Problem description ::
Could the data underneath be repeated exactly, in full?

Exercise data ::
=-=-=
mod file_config;

pub use file_config::FileConfig;

use crate::server::{RequestsLoggingLevel, ServerConfig};
use anyhow::{anyhow, bail, Result};
use clap::ValueEnum;
use reqwest::Url;
use std::path::PathBuf;
use std::time::Duration;

pub const DEFAULT_PORT: u16 = 8080;
pub const DEFAULT_ENRICHMENT_TIMEOUT_SEC: u64 = 10;
pub const DEFAULT_STORE_TIMEOUT_SEC: u64 = 5;

/// CLI arguments that can be used for config resolution.
/// This struct mirrors the CLI arguments that can be overridden by TOML config.
#[derive(Debug, Clone)]
pub struct CliConfig {
    pub db_path: Option<PathBuf>,
    pub port: u16,
    pub logging_level: RequestsLoggingLevel,
    pub enrichment_url: Option<String>,
    pub enrichment_timeout_sec: u64,
    pub store_timeout_sec: u64,
}

impl Default for CliConfig {
    fn default() -> Self {
        CliConfig {
            db_path: None,
            port: DEFAULT_PORT,
            logging_level: RequestsLoggingLevel::default(),
            enrichment_url: None,
            enrichment_timeout_sec: DEFAULT_ENRICHMENT_TIMEOUT_SEC,
            store_timeout_sec: DEFAULT_STORE_TIMEOUT_SEC,
        }
    }
}

#[derive(Debug, Clone)]
pub struct AppConfig {
    pub db_path: PathBuf,
    pub port: u16,
    pub logging_level: RequestsLoggingLevel,
    pub enrichment_url: String,
    pub enrichment_timeout_sec: u64,
    pub store_timeout_sec: u64,
}

impl AppConfig {
    /// Resolve configuration from CLI arguments and optional TOML file config.
    /// TOML values override CLI values where present.
    pub fn resolve(cli: &CliConfig, file_config: Option<FileConfig>) -> Result<Self> {
        let file = file_config.unwrap_or_default();

        let db_path = file
            .db_path
            .map(PathBuf::from)
            .or_else(|| cli.db_path.clone())
            .ok_or_else(|| {
                anyhow!("db_path must be specified via --db-path, DB_PATH or in config file")
            })?;

        if db_path.is_dir() {
            bail!("db_path points to a directory: {:?}", db_path);
        }
        if let Some(parent) = db_path.parent().filter(|p| !p.as_os_str().is_empty()) {
            if !parent.is_dir() {
                bail!("Database directory does not exist: {:?}", parent);
            }
        }

        let enrichment_url = file
            .enrichment_url
            .or_else(|| cli.enrichment_url.clone())
            .ok_or_else(|| {
                anyhow!(
                    "enrichment_url must be specified via --enrichment-url, SWAGGER_API_URL or in config file"
                )
            })?;
        validate_enrichment_url(&enrichment_url)?;

        let port = file.port.unwrap_or(cli.port);

        let logging_level = file
            .logging_level
            .and_then(|s| parse_logging_level(&s))
            .unwrap_or_else(|| cli.logging_level.clone());

        let enrichment_timeout_sec = file
            .enrichment_timeout_sec
            .unwrap_or(cli.enrichment_timeout_sec);
        if enrichment_timeout_sec == 0 {
            bail!("enrichment_timeout_sec must be greater than 0");
        }

        let store_timeout_sec = file.store_timeout_sec.unwrap_or(cli.store_timeout_sec);
        if store_timeout_sec == 0 {
            bail!("store_timeout_sec must be greater than 0");
        }

        Ok(Self {
            db_path,
            port,
            logging_level,
            enrichment_url,
            enrichment_timeout_sec,
            store_timeout_sec,
        })
    }

    pub fn enrichment_timeout(&self) -> Duration {
        Duration::from_secs(self.enrichment_timeout_sec)
    }

    pub fn store_timeout(&self) -> Duration {
        Duration::from_secs(self.store_timeout_sec)
    }

    pub fn server_config(&self) -> ServerConfig {
        ServerConfig {
            requests_logging_level: self.logging_level.clone(),
            port: self.port,
            store_timeout: self.store_timeout(),
        }
    }
}

fn validate_enrichment_url(value: &str) -> Result<()> {
    let url =
        Url::parse(value).map_err(|err| anyhow!("Invalid enrichment_url {:?}: {}", value, err))?;
    match url.scheme() {
        "http" | "https" => Ok(()),
        other => bail!("enrichment_url must use http or https, got {:?}", other),
    }
}

/// Parses a logging level string into RequestsLoggingLevel.
/// Uses clap's ValueEnum trait for parsing.
fn parse_logging_level(s: &str) -> Option<RequestsLoggingLevel> {
    RequestsLoggingLevel::from_str(s, true).ok()
}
=-=-=
Result for this task ::
mod file_config;

pub use file_config::FileConfig;

use crate::server::{RequestsLoggingLevel, ServerConfig};
use anyhow::{anyhow, bail, Result};
use clap::ValueEnum;
use reqwest::Url;
use std::path::PathBuf;
use std::time::Duration;

pub const DEFAULT_PORT: u16 = 8080;
pub const DEFAULT_ENRICHMENT_TIMEOUT_SEC: u64 = 10;
pub const DEFAULT_STORE_TIMEOUT_SEC: u64 = 5;

/// CLI arguments that can be used for config resolution.
/// This struct mirrors the CLI arguments that can be overridden by TOML config.
#[derive(Debug, Clone)]
pub struct CliConfig {
    pub db_path: Option<PathBuf>,
    pub port: u16,
    pub logging_level: RequestsLoggingLevel,
    pub enrichment_url: Option<String>,
    pub enrichment_timeout_sec: u64,
    pub store_timeout_sec: u64,
}

impl Default for CliConfig {
    fn default() -> Self {
        CliConfig {
            db_path: None,
            port: DEFAULT_PORT,
            logging_level: RequestsLoggingLevel::default(),
            enrichment_url: None,
            enrichment_timeout_sec: DEFAULT_ENRICHMENT_TIMEOUT_SEC,
            store_timeout_sec: DEFAULT_STORE_TIMEOUT_SEC,
        }
    }
}

#[derive(Debug, Clone)]
pub struct AppConfig {
    pub db_path: PathBuf,
    pub port: u16,
    pub logging_level: RequestsLoggingLevel,
    pub enrichment_url: String,
    pub enrichment_timeout_sec: u64,
    pub store_timeout_sec: u64,
}

impl AppConfig {
    /// Resolve configuration from CLI arguments and optional TOML file config.
    /// TOML values override CLI values where present.
    pub fn resolve(cli: &CliConfig, file_config: Option<FileConfig>) -> Result<Self> {
        let file = file_config.unwrap_or_default();

        let db_path = file
            .db_path
            .map(PathBuf::from)
            .or_else(|| cli.db_path.clone())
            .ok_or_else(|| {
                anyhow!("db_path must be specified via --db-path, DB_PATH or in config file")
            })?;

        if db_path.is_dir() {
            bail!("db_path points to a directory: {:?}", db_path);
        }
        if let Some(parent) = db_path.parent().filter(|p| !p.as_os_str().is_empty()) {
            if !parent.is_dir() {
                bail!("Database directory does not exist: {:?}", parent);
            }
        }

        let enrichment_url = file
            .enrichment_url
            .or_else(|| cli.enrichment_url.clone())
            .ok_or_else(|| {
                anyhow!(
                    "enrichment_url must be specified via --enrichment-url, SWAGGER_API_URL or in config file"
                )
            })?;
        validate_enrichment_url(&enrichment_url)?;

        let port = file.port.unwrap_or(cli.port);

        let logging_level = file
            .logging_level
            .and_then(|s| parse_logging_level(&s))
            .unwrap_or_else(|| cli.logging_level.clone());

        let enrichment_timeout_sec = file
            .enrichment_timeout_sec
            .unwrap_or(cli.enrichment_timeout_sec);
        if enrichment_timeout_sec == 0 {
            bail!("enrichment_timeout_sec must be greater than 0");
        }

        let store_timeout_sec = file.store_timeout_sec.unwrap_or(cli.store_timeout_sec);
        if store_timeout_sec == 0 {
            bail!("store_timeout_sec must be greater than 0");
        }

        Ok(Self {
            db_path,
            port,
            logging_level,
            enrichment_url,
            enrichment_timeout_sec,
            store_timeout_sec,
        })
    }

    pub fn enrichment_timeout(&self) -> Duration {
        Duration::from_secs(self.enrichment_timeout_sec)
    }

    pub fn store_timeout(&self) -> Duration {
        Duration::from_secs(self.store_timeout_sec)
    }

    pub fn server_config(&self) -> ServerConfig {
        ServerConfig {
            requests_logging_level: self.logging_level.clone(),
            port: self.port,
            store_timeout: self.store_timeout(),
        }
    }
}

fn validate_enrichment_url(value: &str) -> Result<()> {
    let url =
        Url::parse(value).map_err(|err| anyhow!("Invalid enrichment_url {:?}: {}", value, err))?;
    match url.scheme() {
        "http" | "https" => Ok(()),
        other => bail!("enrichment_url must use http or https, got {:?}", other),
    }
}

/// Parses a logging level string into RequestsLoggingLevel.
/// Uses clap's ValueEnum trait for parsing.
fn parse_logging_level(s: &str) -> Option<RequestsLoggingLevel> {
    RequestsLoggingLevel::from_str(s, true).ok()
}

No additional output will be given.